[[ LISTED RECORDS open ]]

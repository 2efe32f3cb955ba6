//! Stutter core: expression trees and the code generators that lower them.
//!
//! The pipeline is `parser` → [`ast::AstNode`] → one of the backends in
//! [`compiler`]:
//!
//! - [`compiler::StackCompiler`] produces a [`ir::Program`] for the stack
//!   machine in [`vm`].
//! - [`compiler::InlineCompiler`] renders the tree as a C expression wrapped in
//!   a complete translation unit.
//!
//! [`buffer::GrowString`] and [`sequence::Sequence`] are the containers the
//! backends accumulate their output in.

pub mod ast;
pub mod buffer;
pub mod compiler;
pub mod evaluator;
pub mod ir;
pub mod parser;
pub mod sequence;
pub mod vm;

[[ LISTED RECORDS closed ]]

Write out every entry again exactly, please, with nothing missing.

FINISHED TASK:
repository 2efe32f3cb955ba6
//! Stutter core: expression trees and the code generators that lower them.
//!
//! The pipeline is `parser` → [`ast::AstNode`] → one of the backends in
//! [`compiler`]:
//!
//! - [`compiler::StackCompiler`] produces a [`ir::Program`] for the stack
//!   machine in [`vm`].
//! - [`compiler::InlineCompiler`] renders the tree as a C expression wrapped in
//!   a complete translation unit.
//!
//! [`buffer::GrowString`] and [`sequence::Sequence`] are the containers the
//! backends accumulate their output in.

pub mod ast;
pub mod buffer;
pub mod compiler;
pub mod evaluator;
pub mod ir;
pub mod parser;
pub mod sequence;
pub mod vm;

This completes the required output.